> _About this exercise_
Give back every record that follows, exactly as written.
***** Data for analysis *****
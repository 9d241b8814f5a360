// Copyright (C) 2025 FZI Forschungszentrum Informatik
// SPDX-License-Identifier: Apache-2.0
//! Return address stack for inferring function returns


use crate::types::Isa;

/// Maximum depth of a [`ReturnStack`]
pub const MAX_DEPTH: usize = 16;

/// Return address stack
///
/// Trace sources may omit the target address of a function return if it
/// matches the address pushed by the corresponding call. This stack tracks
/// these `(address, ISA)` pairs. Once the maximum depth is reached, pushing
/// evicts the oldest entry.
///
/// Popping from an empty stack marks the stack as
/// [overflown][Self::overflow] until it is [flushed][Self::flush].
/// Pushes and pops only take effect while the stack is
/// [active][Self::set_active].
#[derive(Clone, Debug, Default)]
pub struct ReturnStack {
    data: [(u64, Isa); MAX_DEPTH],
    depth: usize,
    base: usize,
    overflow: bool,
    active: bool,
    pop_pending: bool,
    t_info_wait_addr: bool,
}

impl ReturnStack {
    /// Create a new, inactive return stack
    pub fn new() -> Self {
        Default::default()
    }

    /// Activate or deactivate the stack
    pub fn set_active(&mut self, active: bool) {
        self.active = active;
    }

    /// Check whether the stack is active
    pub fn is_active(&self) -> bool {
        self.active
    }

    /// Push a return address
    ///
    /// Pushes are ignored while waiting for an address after trace info.
    pub fn push(&mut self, address: u64, isa: Isa) {
        if !self.active || self.t_info_wait_addr {
            return;
        }

        let depth = self.depth;
        self.data[(self.base + depth) % MAX_DEPTH] = (address, isa);
        if depth < MAX_DEPTH {
            self.depth = depth + 1;
        } else {
            self.base = (self.base + 1) % MAX_DEPTH;
        }
    }

    /// Retrieve and remove the topmost return address
    pub fn pop(&mut self) -> Option<(u64, Isa)> {
        if !self.active {
            return None;
        }

        let Some(depth) = self.depth.checked_sub(1) else {
            self.overflow = true;
            return None;
        };
        self.depth = depth;
        Some(self.data[(self.base + depth) % MAX_DEPTH])
    }

    /// Remove all entries and clear the overflow and pending pop states
    pub fn flush(&mut self) {
        self.depth = 0;
        self.base = 0;
        self.overflow = false;
        self.pop_pending = false;
    }

    /// Current number of entries
    pub fn depth(&self) -> usize {
        self.depth
    }

    /// Check whether more entries were popped than pushed
    pub fn overflow(&self) -> bool {
        self.overflow
    }

    /// Mark a pop as pending
    ///
    /// This has no effect while the stack is inactive.
    pub fn set_pop_pending(&mut self) {
        if self.active {
            self.pop_pending = true;
        }
    }

    pub fn clear_pop_pending(&mut self) {
        self.pop_pending = false;
    }

    pub fn pop_pending(&self) -> bool {
        self.pop_pending
    }

    /// Mark the stack as waiting for an address following trace info
    pub fn set_t_info_wait_addr(&mut self) {
        self.t_info_wait_addr = true;
    }

    pub fn clear_t_info_wait_addr(&mut self) {
        self.t_info_wait_addr = false;
    }

    pub fn is_t_info_wait_addr(&self) -> bool {
        self.t_info_wait_addr
    }
}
*****
> _Answer space_
repository 9d241b8814f5a360
// Copyright (C) 2025 FZI Forschungszentrum Informatik
// SPDX-License-Identifier: Apache-2.0
//! Return address stack for inferring function returns


use crate::types::Isa;

/// Maximum depth of a [`ReturnStack`]
pub const MAX_DEPTH: usize = 16;

/// Return address stack
///
/// Trace sources may omit the target address of a function return if it
/// matches the address pushed by the corresponding call. This stack tracks
/// these `(address, ISA)` pairs. Once the maximum depth is reached, pushing
/// evicts the oldest entry.
///
/// Popping from an empty stack marks the stack as
/// [overflown][Self::overflow] until it is [flushed][Self::flush].
/// Pushes and pops only take effect while the stack is
/// [active][Self::set_active].
#[derive(Clone, Debug, Default)]
pub struct ReturnStack {
    data: [(u64, Isa); MAX_DEPTH],
    depth: usize,
    base: usize,
    overflow: bool,
    active: bool,
    pop_pending: bool,
    t_info_wait_addr: bool,
}

impl ReturnStack {
    /// Create a new, inactive return stack
    pub fn new() -> Self {
        Default::default()
    }

    /// Activate or deactivate the stack
    pub fn set_active(&mut self, active: bool) {
        self.active = active;
    }

    /// Check whether the stack is active
    pub fn is_active(&self) -> bool {
        self.active
    }

    /// Push a return address
    ///
    /// Pushes are ignored while waiting for an address after trace info.
    pub fn push(&mut self, address: u64, isa: Isa) {
        if !self.active || self.t_info_wait_addr {
            return;
        }

        let depth = self.depth;
        self.data[(self.base + depth) % MAX_DEPTH] = (address, isa);
        if depth < MAX_DEPTH {
            self.depth = depth + 1;
        } else {
            self.base = (self.base + 1) % MAX_DEPTH;
        }
    }

    /// Retrieve and remove the topmost return address
    pub fn pop(&mut self) -> Option<(u64, Isa)> {
        if !self.active {
            return None;
        }

        let Some(depth) = self.depth.checked_sub(1) else {
            self.overflow = true;
            return None;
        };
        self.depth = depth;
        Some(self.data[(self.base + depth) % MAX_DEPTH])
    }

    /// Remove all entries and clear the overflow and pending pop states
    pub fn flush(&mut self) {
        self.depth = 0;
        self.base = 0;
        self.overflow = false;
        self.pop_pending = false;
    }

    /// Current number of entries
    pub fn depth(&self) -> usize {
        self.depth
    }

    /// Check whether more entries were popped than pushed
    pub fn overflow(&self) -> bool {
        self.overflow
    }

    /// Mark a pop as pending
    ///
    /// This has no effect while the stack is inactive.
    pub fn set_pop_pending(&mut self) {
        if self.active {
            self.pop_pending = true;
        }
    }

    pub fn clear_pop_pending(&mut self) {
        self.pop_pending = false;
    }

    pub fn pop_pending(&self) -> bool {
        self.pop_pending
    }

    /// Mark the stack as waiting for an address following trace info
    pub fn set_t_info_wait_addr(&mut self) {
        self.t_info_wait_addr = true;
    }

    pub fn clear_t_info_wait_addr(&mut self) {
        self.t_info_wait_addr = false;
    }

    pub fn is_t_info_wait_addr(&self) -> bool {
        self.t_info_wait_addr
    }
}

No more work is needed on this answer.